As always, exhibitions and their attendant publications depend first and foremost on the generosity of the lenders. I am indebted to all those individuals and institutions in the United States, Britain, and Europe who have parted with their treasured objects in order to further this project: John Abbott; Baroness von Maltzahn; the Baltimore Museum of Art; the Musée des beaux-arts, Bernay; Beinecke Rare Book and Manuscript Library, Yale University; The British Museum; Cambridgeshire Archives and Local Studies; the Cantor Arts Center, Stanford University; Mr. and Mrs.
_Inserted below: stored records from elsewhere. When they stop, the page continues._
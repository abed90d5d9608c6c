use crate::media::PendingSelection;
use crate::message::ChatMessage;

/// Draft buffer plus the hand-off from finished input to committed messages.
///
/// Text and media are independent tracks: consuming media never touches the draft.
#[derive(Debug, Default)]
pub struct MessageComposer {
    draft: String,
}

impl MessageComposer {
    pub fn new() -> Self {
        Self::default()
    }

    pub fn draft(&self) -> &str {
        &self.draft
    }

    /// Replaces the draft verbatim. No trimming happens here.
    pub fn set_text(&mut self, value: impl Into<String>) {
        self.draft = value.into();
    }

    /// Commits a non-empty draft as a text message and clears the buffer.
    ///
    /// An empty draft is a no-op, mirroring a disabled send button.
    pub fn submit_text(&mut self) -> Option<ChatMessage> {
        if self.draft.is_empty() {
            return None;
        }

        let text = std::mem::take(&mut self.draft);
        Some(ChatMessage::from_text(text))
    }

    pub fn consume_media(&self, selection: PendingSelection) -> ChatMessage {
        ChatMessage::from_image(selection.reference)
    }
}

#[cfg(test)]
mod tests {
    use super::*;
    use crate::media::MediaKind;
    use crate::message::Locator;

    #[test]
    fn submit_commits_draft_and_clears_it() {
        let mut composer = MessageComposer::new();
        composer.set_text("hello");

        let message = composer.submit_text().expect("non-empty draft commits");
        assert_eq!(message.text(), Some("hello"));
        assert_eq!(message.image_ref(), None);
        assert_eq!(composer.draft(), "");
    }

    #[test]
    fn empty_draft_submits_nothing() {
        let mut composer = MessageComposer::new();
        composer.set_text("");
        assert_eq!(composer.submit_text(), None);
        assert_eq!(composer.draft(), "");
    }

    #[test]
    fn draft_is_kept_verbatim() {
        let mut composer = MessageComposer::new();
        composer.set_text("  spaced  ");
        let message = composer.submit_text().expect("whitespace is content");
        assert_eq!(message.text(), Some("  spaced  "));
    }

    #[test]
    fn consuming_media_leaves_draft_alone() {
        let mut composer = MessageComposer::new();
        composer.set_text("caption in progress");

        let message = composer.consume_media(PendingSelection {
            kind: MediaKind::Camera,
            reference: Locator::from("img://7"),
        });

        assert_eq!(message.image_ref().map(Locator::as_str), Some("img://7"));
        assert_eq!(message.text(), None);
        assert_eq!(composer.draft(), "caption in progress");
    }
}
use crate::ids::MessageId;
use crate::media::MediaKind;

/// Notification recorded by [`crate::ChatSession`] after each mutation.
///
/// Rendering collaborators pull these with `drain_events` and re-read `messages()`; the core
/// never pushes into the UI.
#[derive(Debug, Clone, PartialEq, Eq)]
pub enum SessionEvent {
    /// The picker collaborator was asked to present its UI.
    PickerRequested(MediaKind),
    /// A committed message was appended to the log.
    MessageAppended(MessageId),
    /// The user declined the picker. The log is untouched.
    SelectionCancelled(MediaKind),
    /// A second attach flow was refused while one is outstanding.
    AttachRejected {
        active: MediaKind,
        attempted: MediaKind,
    },
    /// A picker callback arrived while no selection was outstanding.
    StaleCallbackIgnored,
}

impl SessionEvent {
    /// Returns true when renderers should re-read the message list.
    pub fn changes_messages(&self) -> bool {
        matches!(self, Self::MessageAppended(_))
    }
}
#![deny(unsafe_code)]

/// Persisted user preferences: appearance, display name and active tab.
pub mod state;

pub use state::{
    Appearance, ColorScheme, DEFAULT_DISPLAY_NAME, Preferences, PreferencesError,
    PreferencesStore, Tab,
};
Eustace Crawley; The Fitzwilliam Museum, University of Cambridge; The Fowler Museum of Cultural History at UCLA; Phyllis Galembo; the Jewish Museum, London; Manuel Jordán; the Lewis Walpole Library, Yale University; The Library of Congress; the National Maritime Museum, London; the National Portrait Gallery, London; the Peabody Museum, Yale University; the Spanish and Portuguese Jews’ Congregation, London; the Victoria and Albert Museum, London; the Yale University Art Gallery; and the Yale University Library.
On behalf of the curators, I would like to extend thanks to the staffs of the following institutions who also provided help with research: Simon Fenwick of the Bankside Gallery; Nicole Zapata Aubé, Delphine Campagnolle, and Catherine Claisse of the Musée des beaux-arts, Bernay; Anne Forschler-Tarrasch of the Birmingham Museum of Art, Alabama; The British Library; Guildhall Library, City of London; Karin Marin of the Jewish Museum, London; Sara Willett Duke, Tambra Johnson, and Helena Zinkham of the Prints and Photographs Division of the Library of Congress; the New York Public Library; Sarah Pearsall of the Department of History at Northwestern University; Mark Pomeroy of the Royal Academy Library; the Paul Mellon Centre for Studies in British Art, London; Samuel Scott of the Peabody Essex Museum, Salem; the Schomburg Center; Howard Miller and Cynthia Jesner of the Spanish and Portuguese Jews’ Congregation, London; and Richard Edgcumbe of the Victoria and Albert Museum. The project is particularly indebted to Nicholas Draper, who is currently pursuing a doctoral degree at University College London on the topic of the reparations paid to former slaveholders by the British government upon the abolition of slavery in the British colonies. Mr. Draper has provided invaluable data relating to the subscribers to Belisario’s Sketches of Character, which appears in an appendix to this volume. Catherine Benoît has generously shared her ongoing research on slave gardens in the Caribbean. Stephen Kornhauser and Anne O’Connor have done a marvelous job conserving a group of paintings by Isaac Mendes Belisario and their frames from the collection of the National Gallery of Jamaica.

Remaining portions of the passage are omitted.